Гурьяныча не узнать. Куда девалась его старость! Как только он почувствовал под ногами лыжи, сразу исчезла сгорбленность, он стал легким, подвижным, и мы с Пашкой еле поспеваем за ним.
Лес в морозной мгле, в дремотной лени, обласканный утренним светом. Из глубины его, обжигая лицо, тянет сиверок. А вдали, куда ведет нас Гурьяныч, дымятся сиреневатые скалы в темных хвойных папахах. Изредка в застойную тишину наступающего дня врывается стук дятла или стон уставшей стоять в строю старой лесины.

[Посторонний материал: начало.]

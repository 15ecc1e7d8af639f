//! Repository tests against the local SQLite store
//!
//! Each test gets its own in-memory database with migrations applied.

use converso::infrastructure::database::DatabaseConnection;
use converso::infrastructure::entities::NewCompanion;
use converso::infrastructure::repositories::DbCompanionRepository;
use converso::infrastructure::traits::{CompanionFilter, CompanionRepository};
use di::Ref;
use sqlx::sqlite::SqlitePoolOptions;
use uuid::Uuid;

async fn setup_repository() -> DbCompanionRepository {
    let pool = SqlitePoolOptions::new()
        .max_connections(1)
        .connect("sqlite::memory:")
        .await
        .unwrap();
    let connection = DatabaseConnection::sqlite(pool);
    connection.migrate().await.unwrap();
    DbCompanionRepository::new(Ref::new(connection))
}

fn fields(name: &str, subject: &str, topic: &str) -> NewCompanion {
    NewCompanion {
        name: name.into(),
        subject: subject.into(),
        topic: topic.into(),
        voice: Some("female".into()),
        style: Some("casual".into()),
        duration: 15,
    }
}

fn filter(subject: Option<&str>, topic: Option<&str>) -> CompanionFilter {
    CompanionFilter {
        subject: subject.map(str::to_owned),
        topic: topic.map(str::to_owned),
        from: 0,
        to: 9,
    }
}

fn names(companions: &[converso::infrastructure::entities::Companion]) -> Vec<&str> {
    companions.iter().map(|c| c.name.as_str()).collect()
}

#[tokio::test]
async fn test_insert_and_find_companion() {
    let repo = setup_repository().await;

    let created = repo
        .insert_companion(None, "user_1", fields("Neura", "science", "Neural networks"))
        .await
        .unwrap();

    assert_eq!(created.author, "user_1");
    assert_eq!(created.voice.as_deref(), Some("female"));
    assert!(created.created_at.is_some());

    let found = repo.find_companion(None, created.id).await.unwrap();
    assert_eq!(found, Some(created));
}

#[tokio::test]
async fn test_find_missing_companion() {
    let repo = setup_repository().await;

    let found = repo.find_companion(None, Uuid::new_v4()).await.unwrap();

    assert!(found.is_none());
}

#[tokio::test]
async fn test_library_filters() {
    let repo = setup_repository().await;
    for (name, subject, topic) in [
        ("Neura", "science", "Neural networks"),
        ("Countsy", "maths", "Derivatives"),
        ("Loopy", "coding", "Loops in Rust"),
        ("Derivo", "science", "Cells"),
    ] {
        repo.insert_companion(None, "user_1", fields(name, subject, topic))
            .await
            .unwrap();
    }

    let all = repo.list_companions(None, &filter(None, None)).await.unwrap();
    assert_eq!(all.len(), 4);

    // subject matches partially and ignores case
    let science = repo
        .list_companions(None, &filter(Some("SCI"), None))
        .await
        .unwrap();
    assert_eq!(names(&science), vec!["Neura", "Derivo"]);

    // topic searches both topic and name
    let derivatives = repo
        .list_companions(None, &filter(None, Some("deriv")))
        .await
        .unwrap();
    assert_eq!(names(&derivatives), vec!["Countsy", "Derivo"]);

    let both = repo
        .list_companions(None, &filter(Some("science"), Some("deriv")))
        .await
        .unwrap();
    assert_eq!(names(&both), vec!["Derivo"]);
}

#[tokio::test]
async fn test_library_pagination() {
    let repo = setup_repository().await;
    for i in 0..12 {
        repo.insert_companion(None, "user_1", fields(&format!("Companion {i}"), "maths", "Algebra"))
            .await
            .unwrap();
    }

    let first = repo
        .list_companions(None, &CompanionFilter { from: 0, to: 9, ..CompanionFilter::default() })
        .await
        .unwrap();
    let second = repo
        .list_companions(None, &CompanionFilter { from: 10, to: 19, ..CompanionFilter::default() })
        .await
        .unwrap();

    assert_eq!(first.len(), 10);
    assert_eq!(names(&second), vec!["Companion 10", "Companion 11"]);
}

#[tokio::test]
async fn test_companions_by_author() {
    let repo = setup_repository().await;
    for author in ["user_1", "user_1", "user_2"] {
        repo.insert_companion(None, author, fields("Neura", "science", "Cells"))
            .await
            .unwrap();
    }

    let authored = repo.list_companions_by_author(None, "user_1").await.unwrap();
    assert_eq!(authored.len(), 2);
    assert!(authored.iter().all(|c| c.author == "user_1"));

    assert_eq!(repo.count_companions_by_author(None, "user_1").await.unwrap(), 2);
    assert_eq!(repo.count_companions_by_author(None, "user_3").await.unwrap(), 0);
}

#[tokio::test]
async fn test_session_history_newest_first() {
    let repo = setup_repository().await;
    let neura = repo
        .insert_companion(None, "user_1", fields("Neura", "science", "Cells"))
        .await
        .unwrap();
    let countsy = repo
        .insert_companion(None, "user_1", fields("Countsy", "maths", "Algebra"))
        .await
        .unwrap();

    repo.insert_session(None, "user_1", neura.id).await.unwrap();
    repo.insert_session(None, "user_2", countsy.id).await.unwrap();
    repo.insert_session(None, "user_1", countsy.id).await.unwrap();

    let recent = repo.list_session_companions(None, None, 10).await.unwrap();
    assert_eq!(names(&recent), vec!["Countsy", "Countsy", "Neura"]);

    let limited = repo.list_session_companions(None, None, 1).await.unwrap();
    assert_eq!(names(&limited), vec!["Countsy"]);

    let user_1 = repo
        .list_session_companions(None, Some("user_1"), 10)
        .await
        .unwrap();
    assert_eq!(names(&user_1), vec!["Countsy", "Neura"]);

    let nobody = repo
        .list_session_companions(None, Some("user_3"), 10)
        .await
        .unwrap();
    assert!(nobody.is_empty());
}

#[tokio::test]
async fn test_session_for_missing_companion_fails() {
    let repo = setup_repository().await;

    let result = repo.insert_session(None, "user_1", Uuid::new_v4()).await;

    assert!(result.is_err());
}

#[tokio::test]
async fn test_bookmarks() {
    let repo = setup_repository().await;
    let neura = repo
        .insert_companion(None, "user_1", fields("Neura", "science", "Cells"))
        .await
        .unwrap();

    assert!(repo.insert_bookmark(None, "user_1", neura.id).await.unwrap());
    assert!(!repo.insert_bookmark(None, "user_1", neura.id).await.unwrap());
    assert!(repo.insert_bookmark(None, "user_2", neura.id).await.unwrap());

    let bookmarked = repo.list_bookmarked_companions(None, "user_1").await.unwrap();
    assert_eq!(bookmarked, vec![neura.clone()]);

    repo.delete_bookmark(None, "user_1", neura.id).await.unwrap();
    assert!(repo
        .list_bookmarked_companions(None, "user_1")
        .await
        .unwrap()
        .is_empty());

    // other users keep theirs, and deleting twice is fine
    repo.delete_bookmark(None, "user_1", neura.id).await.unwrap();
    assert_eq!(
        repo.list_bookmarked_companions(None, "user_2").await.unwrap().len(),
        1
    );
}
//! Authenticated principal and companion quota

use std::collections::BTreeSet;

pub const PRO_PLAN: &str = "pro";

/// Feature flags granting a companion quota, in evaluation order. A later
/// match overrides an earlier one.
pub const QUOTA_FEATURES: [(&str, usize); 2] =
    [("3_companion_limit", 3), ("10_companion_limit", 10)];

/// Something the identity provider can grant.
#[derive(Debug, Clone, Copy, PartialEq, Eq)]
pub enum Capability<'a> {
    Plan(&'a str),
    Feature(&'a str),
}

/// The identity performing a request, as forwarded by the identity edge.
#[derive(Debug, Clone, PartialEq, Eq)]
pub struct Principal {
    pub id: String,
    pub plan: Option<String>,
    pub features: BTreeSet<String>,
    /// Bearer token minted for the data tier.
    pub token: Option<String>,
}

impl Principal {
    pub fn new(id: impl Into<String>) -> Principal {
        Principal {
            id: id.into(),
            plan: None,
            features: BTreeSet::new(),
            token: None,
        }
    }

    pub fn with_plan(mut self, plan: impl Into<String>) -> Principal {
        self.plan = Some(plan.into());
        self
    }

    pub fn with_feature(mut self, feature: impl Into<String>) -> Principal {
        self.features.insert(feature.into());
        self
    }

    pub fn with_token(mut self, token: impl Into<String>) -> Principal {
        self.token = Some(token.into());
        self
    }

    pub fn has(&self, capability: Capability<'_>) -> bool {
        match capability {
            Capability::Plan(plan) => self.plan.as_deref() == Some(plan),
            Capability::Feature(feature) => self.features.contains(feature),
        }
    }

    pub fn quota(&self) -> CompanionQuota {
        if self.has(Capability::Plan(PRO_PLAN)) {
            return CompanionQuota::Unlimited;
        }

        // no plan and no flag leaves the limit at zero
        let mut limit = 0;
        for (feature, feature_limit) in QUOTA_FEATURES {
            if self.has(Capability::Feature(feature)) {
                limit = feature_limit;
            }
        }
        CompanionQuota::Limited(limit)
    }
}

/// How many companions a principal may author.
#[derive(Debug, Clone, Copy, PartialEq, Eq)]
pub enum CompanionQuota {
    Unlimited,
    Limited(usize),
}

/// Data-tier token of an optional principal.
pub fn token_of(principal: Option<&Principal>) -> Option<&str> {
    principal.and_then(|p| p.token.as_deref())
}

#[cfg(test)]
mod tests {
    use super::*;

    #[test]
    fn pro_plan_is_unlimited() {
        let principal = Principal::new("user_1")
            .with_plan("pro")
            .with_feature("3_companion_limit");
        assert_eq!(principal.quota(), CompanionQuota::Unlimited);
    }

    #[test]
    fn larger_flag_wins() {
        let principal = Principal::new("user_1")
            .with_feature("10_companion_limit")
            .with_feature("3_companion_limit");
        assert_eq!(principal.quota(), CompanionQuota::Limited(10));

        let principal = Principal::new("user_1").with_feature("3_companion_limit");
        assert_eq!(principal.quota(), CompanionQuota::Limited(3));
    }

    #[test]
    fn no_plan_or_flag_is_zero() {
        let principal = Principal::new("user_1").with_plan("basic");
        assert_eq!(principal.quota(), CompanionQuota::Limited(0));
    }

    #[test]
    fn capability_predicate() {
        let principal = Principal::new("user_1")
            .with_plan("pro")
            .with_feature("beta");
        assert!(principal.has(Capability::Plan("pro")));
        assert!(!principal.has(Capability::Plan("basic")));
        assert!(principal.has(Capability::Feature("beta")));
        assert!(!principal.has(Capability::Feature("pro")));
    }
}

Пробегаем первый ложок. Всюду нерушимая белизна зимнего покрова. На вывернутых корнях, на валежнике, на пнях причудливые надстрой из снега. С деревьев свисают ватные гирлянды. Под буграми дотлевает сумрак ночи.
Лес тишиной встречает нарождающийся день.
Старик не таится, идет шумно и на ходу то стукнет подожком (* Подожок. — палка, дубинка, трость) о сушину, то свистнет, а сам, как коршун, вертит головою, шарит по просветам.
На каждом пригорке задерживается.
— У-ю-ю! — кричит зверолов громко, и взбудораженное эхо уносит тревожный звук в недра старой тайги и! долго не стихает.
— Видно, и тут нет зверя, опустела тайга, а уж где, как не в этих местах, ему быть! — сокрушается Гурьяныч и торопится дальше.
В глаза бьет яркий луч восхода. Встают пирамиды! елей, Пылают сугробы. Куда бы ни глянул — величие пробуждающейся дикой природы.
Навстречу дню летят разрозненные стайки кедровок, В вышине ровно шумит ветер.
Гурьяныч подходит к сваленному бурей кедру, останавливается. Дерево опирается на нижние сломанные сучья, а мохнатую голову трогательно держат на своих гибких стволах три березки-сестры, К ним на помощь тянется осинка.
— Как живые, — говорит старик, показывая подожком на березки, — Вроде как бы жалко им, что умирает такой красавец.
Но вот что-то приковывает его внимание. Он варежкой протирает глаза, смотрит с пригорка вниз.
— Кажись, след! — И Гурьяныч ныряет под навес старых кедрачей.
Мы — за ним. Старик уже далеко и, мелькая между стволов, скрывается за изломом.
Там, где он дожидается нас, я вижу на снегу глубокие вмятины — следы зверей. Они огибают пригорок и теряются в глубине сыролесья. Старик пальцами ощупывает рассыпчатый снег, и вдруг веселеет, добреет его лицо.
— Там еще глубже снег, — поясняет старик и переходит на спокойный шаг.
Зверей не видно. Они идут одним следом, прокладывая себе дорогу по дну ложка. Гурьяныч то кашлянет, то крикнет — пугает, не дает маралам передышки. Но животные, кажется, начинают понимать, что впереди их поджидает еще большая опасность: она таится в снежной белизне, в глубоких сугробах, в крепких надувах. Они бросаются в сторону к склону, пытаются прорваться к низине, где мельче снег, но на пути встает опасный шорох человека, и звери послушно идут дальше, куда их направляет Гурьяныч.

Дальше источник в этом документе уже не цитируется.